* TASK INPUT:
impl StoreDb {
    /// Open (or create) a SQLite database at the given path and run migrations.
    pub fn new(path: &Path) -> Result<Self> {
        let conn = Connection::open(path).context("Failed to open SQLite database")?;
        let db = Self { conn };
        db.init()?;
        Ok(db)
    }

    /// Create an in-memory SQLite database (for testing).
    pub fn new_in_memory() -> Result<Self> {
        let conn =
            Connection::open_in_memory().context("Failed to open in-memory SQLite database")?;
        let db = Self { conn };
        db.init()?;
        Ok(db)
    }

    fn init(&self) -> Result<()> {
        self.conn
            .execute_batch("PRAGMA foreign_keys = ON;")
            .context("Failed to enable foreign keys")?;
        self.run_migrations().context("Failed to run migrations")?;
        Ok(())
    }

    fn run_migrations(&self) -> Result<()> {
        self.conn
            .execute_batch(
                "
                CREATE TABLE IF NOT EXISTS projects (
                    id TEXT PRIMARY KEY,
                    name TEXT NOT NULL,
                    created_at TEXT NOT NULL
                );

                CREATE TABLE IF NOT EXISTS messages (
                    id INTEGER PRIMARY KEY AUTOINCREMENT,
                    project_id TEXT NOT NULL REFERENCES projects(id) ON DELETE CASCADE,
                    content TEXT NOT NULL,
                    role TEXT NOT NULL,
                    type TEXT NOT NULL,
                    created_at TEXT NOT NULL
                );

                CREATE TABLE IF NOT EXISTS fragments (
                    id INTEGER PRIMARY KEY AUTOINCREMENT,
                    message_id INTEGER NOT NULL UNIQUE REFERENCES messages(id) ON DELETE CASCADE,
                    sandbox_url TEXT NOT NULL,
                    title TEXT NOT NULL,
                    files TEXT NOT NULL DEFAULT '{}'
                );

                CREATE TABLE IF NOT EXISTS workflow_runs (
                    id TEXT PRIMARY KEY,
                    project_id TEXT NOT NULL REFERENCES projects(id) ON DELETE CASCADE,
                    prompt TEXT NOT NULL,
                    status TEXT NOT NULL DEFAULT 'queued',
                    attempts INTEGER NOT NULL DEFAULT 0,
                    error TEXT,
                    started_at TEXT NOT NULL,
                    completed_at TEXT
                );

                CREATE TABLE IF NOT EXISTS workflow_steps (
                    run_id TEXT NOT NULL REFERENCES workflow_runs(id) ON DELETE CASCADE,
                    step_key TEXT NOT NULL,
                    output TEXT NOT NULL,
                    completed_at TEXT NOT NULL,
                    terminal INTEGER NOT NULL DEFAULT 0,
                    PRIMARY KEY (run_id, step_key)
                );

                CREATE UNIQUE INDEX IF NOT EXISTS idx_workflow_steps_terminal
                    ON workflow_steps(run_id) WHERE terminal = 1;

                CREATE INDEX IF NOT EXISTS idx_messages_project ON messages(project_id, created_at);
                CREATE INDEX IF NOT EXISTS idx_workflow_runs_status ON workflow_runs(status);
                ",
            )
            .context("Failed to run schema migrations")?;
        Ok(())
    }

    // ── Projects ──────────────────────────────────────────────────────

    pub fn create_project(&self, name: &str) -> Result<Project> {
        let id = uuid::Uuid::new_v4().to_string();
        self.conn
            .execute(
                "INSERT INTO projects (id, name, created_at) VALUES (?1, ?2, ?3)",
                params![id, name, now_timestamp()],
            )
            .context("Failed to insert project")?;
        self.get_project(&id)?
            .context("Project not found after insert")
    }

    pub fn get_project(&self, id: &str) -> Result<Option<Project>> {
        self.conn
            .query_row(
                "SELECT id, name, created_at FROM projects WHERE id = ?1",
                params![id],
                |row| {
                    Ok(Project {
                        id: row.get(0)?,
                        name: row.get(1)?,
                        created_at: row.get(2)?,
                    })
                },
            )
            .optional()
            .context("Failed to query project")
    }

    // ── Messages ──────────────────────────────────────────────────────

    /// Append a message, and its fragment when given, in one transaction.
    pub fn create_message(
        &self,
        project_id: &str,
        content: &str,
        role: MessageRole,
        message_type: MessageType,
        fragment: Option<&NewFragment>,
    ) -> Result<Message> {
        self.create_message_at(project_id, content, role, message_type, fragment, &now_timestamp())
    }

    /// Same as [`create_message`](Self::create_message) with an explicit timestamp.
    pub fn create_message_at(
        &self,
        project_id: &str,
        content: &str,
        role: MessageRole,
        message_type: MessageType,
        fragment: Option<&NewFragment>,
        created_at: &str,
    ) -> Result<Message> {
        let tx = self
            .conn
            .unchecked_transaction()
            .context("Failed to begin message transaction")?;
        let message_id = insert_message(
            &tx,
            project_id,
            content,
            role,
            message_type,
            fragment,
            created_at,
        )?;
        tx.commit().context("Failed to commit message")?;

        self.get_message(message_id)?
            .context("Message not found after insert")
    }

    /// Write the single terminal record of a run together with its step row.
    ///
    /// Both rows commit in one transaction. Calling again with the same key
    /// returns the stored message; a run that already ended under another
    /// key is an error.
    pub fn create_terminal_message(
        &self,
        run_id: &str,
        step_key: &str,
        project_id: &str,
        content: &str,
        message_type: MessageType,
        fragment: Option<&NewFragment>,
    ) -> Result<Message> {
        let tx = self
            .conn
            .unchecked_transaction()
            .context("Failed to begin terminal transaction")?;

        if let Some((key, message_id)) = terminal_step_in(&tx, run_id)? {
            if key != step_key {
                anyhow::bail!("Run {} already ended with step '{}'", run_id, key);
            }
            drop(tx);
            return self
                .get_message(message_id)?
                .with_context(|| format!("Terminal message {} is missing", message_id));
        }

        let message_id = insert_message(
            &tx,
            project_id,
            content,
            MessageRole::Assistant,
            message_type,
            fragment,
            &now_timestamp(),
        )?;
        tx.execute(
            "INSERT INTO workflow_steps (run_id, step_key, output, completed_at, terminal)
             VALUES (?1, ?2, ?3, ?4, 1)",
            params![run_id, step_key, message_id.to_string(), now_timestamp()],
        )
        .context("Failed to record terminal step")?;
        tx.commit().context("Failed to commit terminal record")?;

        self.get_message(message_id)?
            .context("Message not found after insert")
    }

    /// The terminal step of a run, if one was written: its key and message.
    pub fn terminal_record(&self, run_id: &str) -> Result<Option<(String, Message)>> {
        let Some((key, message_id)) = terminal_step_in(&self.conn, run_id)? else {
            return Ok(None);
        };
        let message = self
            .get_message(message_id)?
            .with_context(|| format!("Terminal message {} is missing", message_id))?;
        Ok(Some((key, message)))
    }

    pub fn get_message(&self, id: i64) -> Result<Option<Message>> {
        let sql = format!("{} WHERE m.id = ?1", MESSAGE_SELECT);
        let row = self
            .conn
            .query_row(&sql, params![id], MessageRow::from_row)
            .optional()
            .context("Failed to query message")?;
        row.map(MessageRow::into_message).transpose()
    }

    /// All messages of a project, oldest first.
    pub fn list_messages(&self, project_id: &str) -> Result<Vec<Message>> {
        let sql = format!(
            "{} WHERE m.project_id = ?1 ORDER BY m.created_at ASC, m.id ASC",
            MESSAGE_SELECT
        );
        self.query_messages(&sql, params![project_id])
    }

    /// The `limit` most recent messages of a project, returned oldest first.
    pub fn recent_messages(&self, project_id: &str, limit: usize) -> Result<Vec<Message>> {
        let sql = format!(
            "{} WHERE m.project_id = ?1 ORDER BY m.created_at DESC, m.id DESC LIMIT ?2",
            MESSAGE_SELECT
        );
        let mut messages = self.query_messages(&sql, params![project_id, limit as i64])?;
        messages.reverse();
        Ok(messages)
    }

    /// Assistant messages of a project (terminal records).
    pub fn assistant_messages(&self, project_id: &str) -> Result<Vec<Message>> {
        Ok(self
            .list_messages(project_id)?
            .into_iter()
            .filter(|m| m.role == MessageRole::Assistant)
            .collect())
    }

    fn query_messages(&self, sql: &str, params: impl rusqlite::Params) -> Result<Vec<Message>> {
        let mut stmt = self
            .conn
            .prepare(sql)
            .context("Failed to prepare message query")?;
        let rows = stmt
            .query_map(params, MessageRow::from_row)
            .context("Failed to query messages")?;
        let mut messages = Vec::new();
        for row in rows {
            let row = row.context("Failed to read message row")?;
            messages.push(row.into_message()?);
        }
        Ok(messages)
    }

    // ── Workflow runs ─────────────────────────────────────────────────

    pub fn create_run(&self, id: &str, project_id: &str, prompt: &str) -> Result<WorkflowRun> {
        self.conn
            .execute(
                "INSERT INTO workflow_runs (id, project_id, prompt, started_at) VALUES (?1, ?2, ?3, ?4)",
                params![id, project_id, prompt, now_timestamp()],
            )
            .context("Failed to insert workflow run")?;
        self.get_run(id)?
            .context("Workflow run not found after insert")
    }

    /// Mark a run as running and count the attempt.
    pub fn start_run_attempt(&self, id: &str) -> Result<WorkflowRun> {
        self.conn
            .execute(
                "UPDATE workflow_runs SET status = 'running', attempts = attempts + 1 WHERE id = ?1",
                params![id],
            )
            .context("Failed to start workflow run attempt")?;
        self.get_run(id)?
            .context("Workflow run not found after update")
    }

    pub fn update_run_status(
        &self,
        id: &str,
        status: RunStatus,
        error: Option<&str>,
    ) -> Result<WorkflowRun> {
        if status.is_terminal() {
            self.conn
                .execute(
                    "UPDATE workflow_runs SET status = ?1, error = ?2, completed_at = ?3 WHERE id = ?4",
                    params![status.as_str(), error, now_timestamp(), id],
                )
                .context("Failed to update workflow run")?;
        } else {
            self.conn
                .execute(
                    "UPDATE workflow_runs SET status = ?1, error = ?2 WHERE id = ?3",
                    params![status.as_str(), error, id],
                )
                .context("Failed to update workflow run")?;
        }
        self.get_run(id)?
            .context("Workflow run not found after update")
    }

    pub fn get_run(&self, id: &str) -> Result<Option<WorkflowRun>> {
        let row = self
            .conn
            .query_row(
                &format!("{} WHERE id = ?1", RUN_SELECT),
                params![id],
                RunRow::from_row,
            )
            .optional()
            .context("Failed to query workflow run")?;
        row.map(RunRow::into_run).transpose()
    }

    /// Runs that were queued or running when the process last stopped.
    pub fn unfinished_runs(&self) -> Result<Vec<WorkflowRun>> {
        let mut stmt = self
            .conn
            .prepare(&format!(
                "{} WHERE status IN ('queued', 'running') ORDER BY started_at ASC",
                RUN_SELECT
            ))
            .context("Failed to prepare unfinished_runs")?;
        let rows = stmt
            .query_map([], RunRow::from_row)
            .context("Failed to query unfinished runs")?;
        let mut runs = Vec::new();
        for row in rows {
            runs.push(row.context("Failed to read workflow run row")?.into_run()?);
        }
        Ok(runs)
    }

    // ── Step log ──────────────────────────────────────────────────────

    /// Recorded output of a completed step, if any.
    pub fn step_output(&self, run_id: &str, step_key: &str) -> Result<Option<String>> {
        self.conn
            .query_row(
                "SELECT output FROM workflow_steps WHERE run_id = ?1 AND step_key = ?2",
                params![run_id, step_key],
                |row| row.get(0),
            )
            .optional()
            .context("Failed to query step output")
    }

    /// Record a step output. The first recorded output for a key wins.
    pub fn record_step(&self, run_id: &str, step_key: &str, output: &str) -> Result<()> {
        self.conn
            .execute(
                "INSERT INTO workflow_steps (run_id, step_key, output, completed_at)
                 VALUES (?1, ?2, ?3, ?4)
                 ON CONFLICT(run_id, step_key) DO NOTHING",
                params![run_id, step_key, output, now_timestamp()],
            )
            .context("Failed to record step")?;
        Ok(())
    }

    /// Keys of all completed steps of a run, in completion order.
    pub fn step_keys(&self, run_id: &str) -> Result<Vec<String>> {
        let mut stmt = self
            .conn
            .prepare(
                "SELECT step_key FROM workflow_steps WHERE run_id = ?1 ORDER BY completed_at ASC, rowid ASC",
            )
            .context("Failed to prepare step_keys")?;
        let rows = stmt
            .query_map(params![run_id], |row| row.get(0))
            .context("Failed to query step keys")?;
        let mut keys = Vec::new();
        for row in rows {
            keys.push(row.context("Failed to read step key")?);
        }
        Ok(keys)
    }
}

* REQUIRED WORK:
In the entries above, find each line with the string "that" and copy it.

* TASK SOLUTION:
    /// returns the stored message; a run that already ended under another
    /// Runs that were queued or running when the process last stopped.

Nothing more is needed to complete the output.